//! Study review service.
//!
//! Coordinates the repository and the classification state machine. Every
//! operation:
//! 1. Loads the systematic study (missing: `NotFound`)
//! 2. Checks the researcher is a collaborator (otherwise: `Forbidden`)
//! 3. Parses any status text (malformed: `MalformedInput`)
//! 4. Loads the study review, applies the change and saves it
//!
//! A rejected change is reported before anything is written.

use std::sync::Arc;

use thiserror::Error;
use tracing::info;

use sysrev_core::{
    Answer, AnswerSheet, ClassificationEvent, ClassificationStatus, ParseStatusError, Phase,
    QuestionId, ReadingPriority, ResearcherId, StudyClassification, StudyError, StudyMetadata,
    StudyReview, StudyReviewId, SystematicStudy, SystematicStudyError, SystematicStudyId,
    TransitionError,
};

use crate::repository::{HistoryEntry, RepositoryError, StudyReviewRepository};

/// Errors returned by the service, one variant per HTTP status class.
#[derive(Debug, Clone, PartialEq, Eq, Error)]
pub enum ServiceError {
    /// The request could not be understood (unknown status name, blank answer, ...).
    #[error("malformed input: {0}")]
    MalformedInput(String),

    /// The request was understood but is not allowed in the record's current state.
    #[error("invalid transition: {0}")]
    InvalidTransition(String),

    /// Missing or invalid API token.
    #[error("unauthorized: {0}")]
    Unauthorized(String),

    /// The researcher may not act on this systematic study.
    #[error("forbidden: {0}")]
    Forbidden(String),

    #[error("not found: {0}")]
    NotFound(String),

    #[error(transparent)]
    Repository(#[from] RepositoryError),
}

impl From<TransitionError> for ServiceError {
    fn from(e: TransitionError) -> Self {
        Self::InvalidTransition(e.to_string())
    }
}

impl From<ParseStatusError> for ServiceError {
    fn from(e: ParseStatusError) -> Self {
        Self::MalformedInput(e.to_string())
    }
}

impl From<SystematicStudyError> for ServiceError {
    fn from(e: SystematicStudyError) -> Self {
        match e {
            SystematicStudyError::BlankField { .. } => Self::MalformedInput(e.to_string()),
            SystematicStudyError::OwnerRemoval | SystematicStudyError::NotCollaborator(_) => {
                Self::InvalidTransition(e.to_string())
            }
        }
    }
}

impl From<StudyError> for ServiceError {
    fn from(e: StudyError) -> Self {
        match e {
            StudyError::BlankAnswer | StudyError::BlankField { .. } => {
                Self::MalformedInput(e.to_string())
            }
            // Only reachable when removing sources from an existing record;
            // creation maps an empty source list itself.
            StudyError::NoSearchSource => Self::InvalidTransition(e.to_string()),
            StudyError::UnknownSearchSource(_) => Self::NotFound(e.to_string()),
        }
    }
}

/// Both records touched by duplicate marking, after the change.
#[derive(Debug, Clone, PartialEq, Eq)]
pub struct DuplicateOutcome {
    pub kept: StudyReview,
    pub duplicate: StudyReview,
}

/// Application service for systematic studies and their study reviews.
pub struct StudyReviewService {
    repository: Arc<dyn StudyReviewRepository>,
}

- _EXERCISE OBJECTIVE_:
Every record above should be copied exactly.

- _RESULT FOR THIS TASK_:
//! Study review service.
//!
//! Coordinates the repository and the classification state machine. Every
//! operation:
//! 1. Loads the systematic study (missing: `NotFound`)
//! 2. Checks the researcher is a collaborator (otherwise: `Forbidden`)
//! 3. Parses any status text (malformed: `MalformedInput`)
//! 4. Loads the study review, applies the change and saves it
//!
//! A rejected change is reported before anything is written.

use std::sync::Arc;

use thiserror::Error;
use tracing::info;

use sysrev_core::{
    Answer, AnswerSheet, ClassificationEvent, ClassificationStatus, ParseStatusError, Phase,
    QuestionId, ReadingPriority, ResearcherId, StudyClassification, StudyError, StudyMetadata,
    StudyReview, StudyReviewId, SystematicStudy, SystematicStudyError, SystematicStudyId,
    TransitionError,
};

use crate::repository::{HistoryEntry, RepositoryError, StudyReviewRepository};

/// Errors returned by the service, one variant per HTTP status class.
#[derive(Debug, Clone, PartialEq, Eq, Error)]
pub enum ServiceError {
    /// The request could not be understood (unknown status name, blank answer, ...).
    #[error("malformed input: {0}")]
    MalformedInput(String),

    /// The request was understood but is not allowed in the record's current state.
    #[error("invalid transition: {0}")]
    InvalidTransition(String),

    /// Missing or invalid API token.
    #[error("unauthorized: {0}")]
    Unauthorized(String),

    /// The researcher may not act on this systematic study.
    #[error("forbidden: {0}")]
    Forbidden(String),

    #[error("not found: {0}")]
    NotFound(String),

    #[error(transparent)]
    Repository(#[from] RepositoryError),
}

impl From<TransitionError> for ServiceError {
    fn from(e: TransitionError) -> Self {
        Self::InvalidTransition(e.to_string())
    }
}

impl From<ParseStatusError> for ServiceError {
    fn from(e: ParseStatusError) -> Self {
        Self::MalformedInput(e.to_string())
    }
}

impl From<SystematicStudyError> for ServiceError {
    fn from(e: SystematicStudyError) -> Self {
        match e {
            SystematicStudyError::BlankField { .. } => Self::MalformedInput(e.to_string()),
            SystematicStudyError::OwnerRemoval | SystematicStudyError::NotCollaborator(_) => {
                Self::InvalidTransition(e.to_string())
            }
        }
    }
}

impl From<StudyError> for ServiceError {
    fn from(e: StudyError) -> Self {
        match e {
            StudyError::BlankAnswer | StudyError::BlankField { .. } => {
                Self::MalformedInput(e.to_string())
            }
            // Only reachable when removing sources from an existing record;
            // creation maps an empty source list itself.
            StudyError::NoSearchSource => Self::InvalidTransition(e.to_string()),
            StudyError::UnknownSearchSource(_) => Self::NotFound(e.to_string()),
        }
    }
}

/// Both records touched by duplicate marking, after the change.
#[derive(Debug, Clone, PartialEq, Eq)]
pub struct DuplicateOutcome {
    pub kept: StudyReview,
    pub duplicate: StudyReview,
}

/// Application service for systematic studies and their study reviews.
pub struct StudyReviewService {
    repository: Arc<dyn StudyReviewRepository>,
}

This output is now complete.